Return every record below exactly as given.

[Start of section]

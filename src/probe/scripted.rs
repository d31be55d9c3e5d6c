use crate::error::ProbeError;
use crate::probe::{Probe, ProbeValue, Prober, Target};
use std::collections::VecDeque;
use std::sync::atomic::{AtomicUsize, Ordering};
use std::sync::{Mutex, PoisonError};
use std::time::Duration;

/// Prober that replays a fixed script of results, for testing
///
/// Results are returned in order regardless of target or descriptor. Once
/// the script is exhausted every fetch fails as unreachable. An optional
/// delay simulates a slow device.
#[derive(Debug, Default)]
pub struct ScriptedProber {
    script: Mutex<VecDeque<Result<ProbeValue, ProbeError>>>,
    delay: Duration,
    calls: AtomicUsize,
}

impl ScriptedProber {
    pub fn new(script: Vec<Result<ProbeValue, ProbeError>>) -> Self {
        Self {
            script: Mutex::new(script.into()),
            delay: Duration::ZERO,
            calls: AtomicUsize::new(0),
        }
    }

    /// Script made only of successful integer readings
    pub fn integers(values: &[i64]) -> Self {
        Self::new(values.iter().map(|v| Ok(ProbeValue::Integer(*v))).collect())
    }

    pub fn with_delay(mut self, delay: Duration) -> Self {
        self.delay = delay;
        self
    }

    /// Number of fetches performed so far
    pub fn calls(&self) -> usize {
        self.calls.load(Ordering::SeqCst)
    }
}

impl Prober for ScriptedProber {
    fn fetch(&self, target: &Target, _probe: &Probe) -> Result<ProbeValue, ProbeError> {
        self.calls.fetch_add(1, Ordering::SeqCst);
        if !self.delay.is_zero() {
            std::thread::sleep(self.delay);
        }

        self.script
            .lock()
            .unwrap_or_else(PoisonError::into_inner)
            .pop_front()
            .unwrap_or_else(|| {
                Err(ProbeError::Unreachable(format!(
                    "script exhausted for {}",
                    target
                )))
            })
    }
}
//! Document model types
//!
//! Every node shares the [`Base`] record (`name`, `prefix`, `info`);
//! kind-specific data sits next to it. Optional attributes are `Option`s so
//! that "absent" and "present but empty" survive a load/save cycle.

use serde::{Deserialize, Serialize};

/// Attributes common to every node
#[derive(Debug, Clone, Default, PartialEq, Eq, Serialize, Deserialize)]
pub struct Base {
    pub name: String,
    #[serde(default, skip_serializing_if = "Option::is_none")]
    pub prefix: Option<String>,
    #[serde(default, skip_serializing_if = "Option::is_none")]
    pub info: Option<String>,
}

impl Base {
    pub fn new(name: impl Into<String>) -> Self {
        Self {
            name: name.into(),
            prefix: None,
            info: None,
        }
    }
}

/// A named constant: an enum member or a field choice
#[derive(Debug, Clone, PartialEq, Eq, Serialize, Deserialize)]
pub struct Value {
    #[serde(flatten)]
    pub base: Base,
    pub value: u64,
}

impl Value {
    pub fn new(name: impl Into<String>, value: u64) -> Self {
        Self {
            base: Base::new(name),
            value,
        }
    }

    pub fn with_prefix(mut self, prefix: impl Into<String>) -> Self {
        self.base.prefix = Some(prefix.into());
        self
    }

    pub fn with_info(mut self, info: impl Into<String>) -> Self {
        self.base.info = Some(info.into());
        self
    }
}

/// A named bit range inside a struct
#[derive(Debug, Clone, PartialEq, Eq, Serialize, Deserialize)]
pub struct Field {
    #[serde(flatten)]
    pub base: Base,
    pub start: u32,
    pub end: u32,
    #[serde(rename = "type")]
    pub ty: String,
    #[serde(default, skip_serializing_if = "Option::is_none")]
    pub default_value: Option<u64>,
    /// `Some` only when the source carried at least one `value` child
    #[serde(default, skip_serializing_if = "Option::is_none")]
    pub choices: Option<Vec<Value>>,
}

impl Field {
    pub fn new(name: impl Into<String>, start: u32, end: u32, ty: impl Into<String>) -> Self {
        Self {
            base: Base::new(name),
            start,
            end,
            ty: ty.into(),
            default_value: None,
            choices: None,
        }
    }

    pub fn with_default(mut self, default_value: u64) -> Self {
        self.default_value = Some(default_value);
        self
    }

    /// Append a choice, creating the choice list on first use
    pub fn with_choice(mut self, choice: Value) -> Self {
        self.choices.get_or_insert_with(Vec::new).push(choice);
        self
    }

    pub fn with_info(mut self, info: impl Into<String>) -> Self {
        self.base.info = Some(info.into());
        self
    }

    pub fn choice(&self, name: &str) -> Option<&Value> {
        self.choices
            .as_deref()
            .and_then(|choices| choices.iter().find(|c| c.base.name == name))
    }
}

/// A named, non-empty set of values
#[derive(Debug, Clone, PartialEq, Eq, Serialize, Deserialize)]
pub struct Enum {
    #[serde(flatten)]
    pub base: Base,
    pub values: Vec<Value>,
}

impl Enum {
    pub fn new(name: impl Into<String>, values: Vec<Value>) -> Self {
        Self {
            base: Base::new(name),
            values,
        }
    }

    pub fn value(&self, name: &str) -> Option<&Value> {
        self.values.iter().find(|v| v.base.name == name)
    }
}

/// A fixed bit-length record made of ordered fields
#[derive(Debug, Clone, PartialEq, Eq, Serialize, Deserialize)]
pub struct Struct {
    #[serde(flatten)]
    pub base: Base,
    pub length: u32,
    pub fields: Vec<Field>,
}

impl Struct {
    pub fn new(name: impl Into<String>, length: u32, fields: Vec<Field>) -> Self {
        Self {
            base: Base::new(name),
            length,
            fields,
        }
    }

    pub fn field(&self, name: &str) -> Option<&Field> {
        self.fields.iter().find(|f| f.base.name == name)
    }

    pub fn field_mut(&mut self, name: &str) -> Option<&mut Field> {
        self.fields.iter_mut().find(|f| f.base.name == name)
    }
}

/// A whole genxml document
///
/// The root's `name` may be empty; it is only written back when non-empty.
#[derive(Debug, Clone, Default, PartialEq, Eq, Serialize, Deserialize)]
pub struct Document {
    #[serde(flatten)]
    pub base: Base,
    #[serde(default)]
    pub structures: Vec<Struct>,
    #[serde(default)]
    pub enumerates: Vec<Enum>,
}

impl Document {
    pub fn new() -> Self {
        Self::default()
    }

    pub fn structure(&self, name: &str) -> Option<&Struct> {
        self.structures.iter().find(|s| s.base.name == name)
    }

    pub fn structure_mut(&mut self, name: &str) -> Option<&mut Struct> {
        self.structures.iter_mut().find(|s| s.base.name == name)
    }

    pub fn enumerate(&self, name: &str) -> Option<&Enum> {
        self.enumerates.iter().find(|e| e.base.name == name)
    }

    pub fn enumerate_mut(&mut self, name: &str) -> Option<&mut Enum> {
        self.enumerates.iter_mut().find(|e| e.base.name == name)
    }

    pub fn is_empty(&self) -> bool {
        self.structures.is_empty() && self.enumerates.is_empty()
    }
}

[End of section]

The completed task:
filename src/probe/scripted.rs
repository d31be55d9c3e5d6c
use crate::error::ProbeError;
use crate::probe::{Probe, ProbeValue, Prober, Target};
use std::collections::VecDeque;
use std::sync::atomic::{AtomicUsize, Ordering};
use std::sync::{Mutex, PoisonError};
use std::time::Duration;

/// Prober that replays a fixed script of results, for testing
///
/// Results are returned in order regardless of target or descriptor. Once
/// the script is exhausted every fetch fails as unreachable. An optional
/// delay simulates a slow device.
#[derive(Debug, Default)]
pub struct ScriptedProber {
    script: Mutex<VecDeque<Result<ProbeValue, ProbeError>>>,
    delay: Duration,
    calls: AtomicUsize,
}

impl ScriptedProber {
    pub fn new(script: Vec<Result<ProbeValue, ProbeError>>) -> Self {
        Self {
            script: Mutex::new(script.into()),
            delay: Duration::ZERO,
            calls: AtomicUsize::new(0),
        }
    }

    /// Script made only of successful integer readings
    pub fn integers(values: &[i64]) -> Self {
        Self::new(values.iter().map(|v| Ok(ProbeValue::Integer(*v))).collect())
    }

    pub fn with_delay(mut self, delay: Duration) -> Self {
        self.delay = delay;
        self
    }

    /// Number of fetches performed so far
    pub fn calls(&self) -> usize {
        self.calls.load(Ordering::SeqCst)
    }
}

impl Prober for ScriptedProber {
    fn fetch(&self, target: &Target, _probe: &Probe) -> Result<ProbeValue, ProbeError> {
        self.calls.fetch_add(1, Ordering::SeqCst);
        if !self.delay.is_zero() {
            std::thread::sleep(self.delay);
        }

        self.script
            .lock()
            .unwrap_or_else(PoisonError::into_inner)
            .pop_front()
            .unwrap_or_else(|| {
                Err(ProbeError::Unreachable(format!(
                    "script exhausted for {}",
                    target
                )))
            })
    }
}
//! Document model types
//!
//! Every node shares the [`Base`] record (`name`, `prefix`, `info`);
//! kind-specific data sits next to it. Optional attributes are `Option`s so
//! that "absent" and "present but empty" survive a load/save cycle.

use serde::{Deserialize, Serialize};

/// Attributes common to every node
#[derive(Debug, Clone, Default, PartialEq, Eq, Serialize, Deserialize)]
pub struct Base {
    pub name: String,
    #[serde(default, skip_serializing_if = "Option::is_none")]
    pub prefix: Option<String>,
    #[serde(default, skip_serializing_if = "Option::is_none")]
    pub info: Option<String>,
}

impl Base {
    pub fn new(name: impl Into<String>) -> Self {
        Self {
            name: name.into(),
            prefix: None,
            info: None,
        }
    }
}

/// A named constant: an enum member or a field choice
#[derive(Debug, Clone, PartialEq, Eq, Serialize, Deserialize)]
pub struct Value {
    #[serde(flatten)]
    pub base: Base,
    pub value: u64,
}

impl Value {
    pub fn new(name: impl Into<String>, value: u64) -> Self {
        Self {
            base: Base::new(name),
            value,
        }
    }

    pub fn with_prefix(mut self, prefix: impl Into<String>) -> Self {
        self.base.prefix = Some(prefix.into());
        self
    }

    pub fn with_info(mut self, info: impl Into<String>) -> Self {
        self.base.info = Some(info.into());
        self
    }
}

/// A named bit range inside a struct
#[derive(Debug, Clone, PartialEq, Eq, Serialize, Deserialize)]
pub struct Field {
    #[serde(flatten)]
    pub base: Base,
    pub start: u32,
    pub end: u32,
    #[serde(rename = "type")]
    pub ty: String,
    #[serde(default, skip_serializing_if = "Option::is_none")]
    pub default_value: Option<u64>,
    /// `Some` only when the source carried at least one `value` child
    #[serde(default, skip_serializing_if = "Option::is_none")]
    pub choices: Option<Vec<Value>>,
}

impl Field {
    pub fn new(name: impl Into<String>, start: u32, end: u32, ty: impl Into<String>) -> Self {
        Self {
            base: Base::new(name),
            start,
            end,
            ty: ty.into(),
            default_value: None,
            choices: None,
        }
    }

    pub fn with_default(mut self, default_value: u64) -> Self {
        self.default_value = Some(default_value);
        self
    }

    /// Append a choice, creating the choice list on first use
    pub fn with_choice(mut self, choice: Value) -> Self {
        self.choices.get_or_insert_with(Vec::new).push(choice);
        self
    }

    pub fn with_info(mut self, info: impl Into<String>) -> Self {
        self.base.info = Some(info.into());
        self
    }

    pub fn choice(&self, name: &str) -> Option<&Value> {
        self.choices
            .as_deref()
            .and_then(|choices| choices.iter().find(|c| c.base.name == name))
    }
}

/// A named, non-empty set of values
#[derive(Debug, Clone, PartialEq, Eq, Serialize, Deserialize)]
pub struct Enum {
    #[serde(flatten)]
    pub base: Base,
    pub values: Vec<Value>,
}

impl Enum {
    pub fn new(name: impl Into<String>, values: Vec<Value>) -> Self {
        Self {
            base: Base::new(name),
            values,
        }
    }

    pub fn value(&self, name: &str) -> Option<&Value> {
        self.values.iter().find(|v| v.base.name == name)
    }
}

/// A fixed bit-length record made of ordered fields
#[derive(Debug, Clone, PartialEq, Eq, Serialize, Deserialize)]
pub struct Struct {
    #[serde(flatten)]
    pub base: Base,
    pub length: u32,
    pub fields: Vec<Field>,
}

impl Struct {
    pub fn new(name: impl Into<String>, length: u32, fields: Vec<Field>) -> Self {
        Self {
            base: Base::new(name),
            length,
            fields,
        }
    }

    pub fn field(&self, name: &str) -> Option<&Field> {
        self.fields.iter().find(|f| f.base.name == name)
    }

    pub fn field_mut(&mut self, name: &str) -> Option<&mut Field> {
        self.fields.iter_mut().find(|f| f.base.name == name)
    }
}

/// A whole genxml document
///
/// The root's `name` may be empty; it is only written back when non-empty.
#[derive(Debug, Clone, Default, PartialEq, Eq, Serialize, Deserialize)]
pub struct Document {
    #[serde(flatten)]
    pub base: Base,
    #[serde(default)]
    pub structures: Vec<Struct>,
    #[serde(default)]
    pub enumerates: Vec<Enum>,
}

impl Document {
    pub fn new() -> Self {
        Self::default()
    }

    pub fn structure(&self, name: &str) -> Option<&Struct> {
        self.structures.iter().find(|s| s.base.name == name)
    }

    pub fn structure_mut(&mut self, name: &str) -> Option<&mut Struct> {
        self.structures.iter_mut().find(|s| s.base.name == name)
    }

    pub fn enumerate(&self, name: &str) -> Option<&Enum> {
        self.enumerates.iter().find(|e| e.base.name == name)
    }

    pub fn enumerate_mut(&mut self, name: &str) -> Option<&mut Enum> {
        self.enumerates.iter_mut().find(|e| e.base.name == name)
    }

    pub fn is_empty(&self) -> bool {
        self.structures.is_empty() && self.enumerates.is_empty()
    }
}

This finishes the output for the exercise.